> DATA FOR THIS TASK:
★ ★ ★

//! Integration test: Catalog -> Build -> Save -> Export -> Restart
//!
//! This test validates the full flow from the bundled catalog through the
//! engine to a JSON save file and back.

use armory_core::{
    default_catalog,
    export::{collection_file_name, export_collection, export_loadout, import_collection, import_loadout, write_export},
    aggregate, energy_usage, Catalog, JsonFileStorage, Loadout, LoadoutEngine, ReferenceKind, Readiness, SlotCategory,
};
use rand::SeedableRng;
use rand_chacha::ChaCha8Rng;
use std::fs;
use std::sync::Arc;

/// Helper to print a separator
fn separator(title: &str) {
    println!("\n{}", "=".repeat(60));
    println!("  {}", title);
    println!("{}\n", "=".repeat(60));
}

/// Helper to print loadout details
fn print_loadout(loadout: &Loadout) {
    println!("  Name: {}", loadout.name());
    if let Some(base) = loadout.base_item() {
        println!("  Base: {} ({:?})", base.name, base.rarity);
    }
    for (category, attachment) in loadout.attachments().iter() {
        match attachment {
            Some(a) => println!("    - {}: {} ({} energy)", category, a.name, a.energy_cost),
            None => println!("    - {}: empty", category),
        }
    }
    println!("  Stats: {:?}", loadout.stats());
    println!("  Energy: {}/{}", loadout.energy_usage(), loadout.energy_capacity());
}

#[test]
fn test_full_build_save_restart_flow() {
    separator("INTEGRATION TEST: Catalog -> Build -> Save -> Export -> Restart");

    let dir = tempfile::tempdir().expect("Failed to create temp dir");
    let save_path = dir.path().join("armory-storage.json");

    // =========================================================================
    // STEP 1: Load the bundled catalog
    // =========================================================================
    separator("STEP 1: Loading Catalog");

    let catalog = Arc::new(default_catalog());
    println!("  Loaded {} base items", catalog.base_items().len());
    println!("  Loaded {} attachments", catalog.all_attachments().count());
    println!("  Loaded {} presets", catalog.presets().len());
    assert!(!catalog.base_items().is_empty());
    assert_eq!(catalog.presets().len(), 5);

    // =========================================================================
    // STEP 2: Build a loadout from a preset
    // =========================================================================
    separator("STEP 2: Building From Preset");

    let mut engine = LoadoutEngine::hydrate(catalog.clone(), Box::new(JsonFileStorage::new(&save_path)));
    assert!(engine.saved().is_empty());

    let base_id = catalog.base_items()[0].id.clone();
    let skin_id = catalog.skins()[0].id.clone();
    let theme_id = catalog.color_themes()[0].id.clone();

    engine.set_base_item_by_id(&base_id);
    assert_eq!(engine.readiness(), Readiness::Incomplete);

    let mut rng = ChaCha8Rng::seed_from_u64(42);
    engine.apply_preset_by_name("Stealth Operative", &mut rng);
    engine.set_skin_by_id(&skin_id);
    engine.set_color_theme_by_id(&theme_id);
    engine.set_name("Night Shift");

    print_loadout(engine.current());
    let current = engine.current();
    assert!(current.attachments().equipped().all(|a| !a.locked));
    assert!(current.stats().values().all(|v| (0..=100).contains(v)));
    assert_eq!(
        current.energy_usage(),
        current.attachments().equipped().map(|a| a.energy_cost).sum::<u32>()
    );
    assert!(current.attachment(SlotCategory::Muzzle).is_some());

    // =========================================================================
    // STEP 3: Save twice and check the file
    // =========================================================================
    separator("STEP 3: Saving");

    let id = engine.save().id().cloned().expect("Saved loadout should have an id");
    engine.save();
    println!("  Saved as {}", id);
    assert_eq!(engine.saved().len(), 1);
    assert_eq!(engine.profile().total_builds, 1);
    assert!(save_path.exists(), "Save file should be written");

    engine.add_xp(1500);
    assert_eq!(engine.profile().level(), 2);

    // =========================================================================
    // STEP 4: Export and re-import
    // =========================================================================
    separator("STEP 4: Export / Import");

    let document = export_loadout(engine.current()).expect("Failed to export loadout");
    let restored = import_loadout(&document).expect("Failed to import loadout");
    assert_eq!(&restored, engine.current());

    let collection = export_collection(engine.saved()).expect("Failed to export collection");
    let path = write_export(dir.path(), &collection_file_name(1_700_000_000_000), &collection)
        .expect("Failed to write export");
    println!("  Collection written to {:?}", path);
    let reread = import_collection(&fs::read_to_string(&path).expect("Failed to read export"))
        .expect("Failed to parse export");
    assert_eq!(reread.as_slice(), engine.saved());

    // =========================================================================
    // STEP 5: Restart from the save file
    // =========================================================================
    separator("STEP 5: Restarting");

    drop(engine);
    let mut engine = LoadoutEngine::hydrate(catalog.clone(), Box::new(JsonFileStorage::new(&save_path)));
    assert_eq!(engine.saved().len(), 1);
    assert_eq!(engine.profile().level(), 2);
    assert_eq!(engine.current(), &Loadout::new(), "Current loadout is not persisted");

    assert!(engine.load(id.as_str()));
    print_loadout(engine.current());
    assert_eq!(engine.current().name(), "Night Shift");
    // Base, skin, theme and the four preferred slots are filled
    assert!(engine.completion() >= 64, "completion was {}", engine.completion());
    assert!(engine.stale_references().is_empty());

    // =========================================================================
    // STEP 6: Restart against a catalog that dropped the muzzle
    // =========================================================================
    separator("STEP 6: Catalog Drift");

    let muzzle = engine
        .current()
        .attachment(SlotCategory::Muzzle)
        .cloned()
        .expect("Preset should fill the muzzle");
    drop(engine);

    let trimmed = Arc::new(Catalog::new(
        catalog.base_items().to_vec(),
        catalog.all_attachments().filter(|a| a.id != muzzle.id).cloned().collect(),
        catalog.skins().to_vec(),
        catalog.color_themes().to_vec(),
        catalog.presets().to_vec(),
    ));
    let mut engine = LoadoutEngine::hydrate(trimmed, Box::new(JsonFileStorage::new(&save_path)));
    assert!(engine.load(id.as_str()));
    let stale = engine.stale_references();
    println!("  Stale references: {:?}", stale);
    assert_eq!(stale.len(), 1);
    assert_eq!(stale[0].kind, ReferenceKind::Attachment(SlotCategory::Muzzle));

    let loadout = engine.set_base_item_by_id(&base_id);
    assert_eq!(loadout.attachment(SlotCategory::Muzzle), Some(&muzzle), "Stale entry kept for export");
    let resolvable: Vec<_> = loadout.attachments().equipped().filter(|a| a.id != muzzle.id).collect();
    let base_stats = &loadout.base_item().expect("Base item should be set").base_stats;
    assert_eq!(loadout.stats(), &aggregate(base_stats, resolvable.iter().copied()));
    assert_eq!(loadout.energy_usage(), energy_usage(resolvable.iter().copied()));
    let exported = import_loadout(&export_loadout(loadout).expect("Failed to export")).expect("Failed to import");
    assert_eq!(exported.attachment(SlotCategory::Muzzle), Some(&muzzle));

    // =========================================================================
    // STEP 7: Delete
    // =========================================================================
    separator("STEP 7: Deleting");

    assert!(engine.delete(id.as_str()));
    assert!(!engine.load(id.as_str()));
    assert_eq!(engine.profile().total_builds, 0);
}

#[test]
fn test_corrupt_save_file_starts_fresh() {
    let dir = tempfile::tempdir().expect("Failed to create temp dir");
    let save_path = dir.path().join("armory-storage.json");
    fs::write(&save_path, "{ not json").expect("Failed to write corrupt file");

    let mut engine = LoadoutEngine::hydrate(Arc::new(default_catalog()), Box::new(JsonFileStorage::new(&save_path)));
    assert!(engine.saved().is_empty());
    assert_eq!(engine.profile().level(), 1);
    assert!(engine.dark_mode());

    // The unreadable document survives next to the fresh one
    let corrupt = JsonFileStorage::new(&save_path).corrupt_path();
    assert_eq!(fs::read_to_string(&corrupt).expect("Corrupt file kept"), "{ not json");

    engine.save();
    let reloaded = LoadoutEngine::hydrate(Arc::new(default_catalog()), Box::new(JsonFileStorage::new(&save_path)));
    assert_eq!(reloaded.saved().len(), 1);
    assert_eq!(fs::read_to_string(&corrupt).expect("Corrupt file kept"), "{ not json");
}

★ ★ ★

> ACTIVITY: Reproduce each line of the data containing the word "Shift".

> ANSWER SECTION:
    engine.set_name("Night Shift");
    assert_eq!(engine.current().name(), "Night Shift");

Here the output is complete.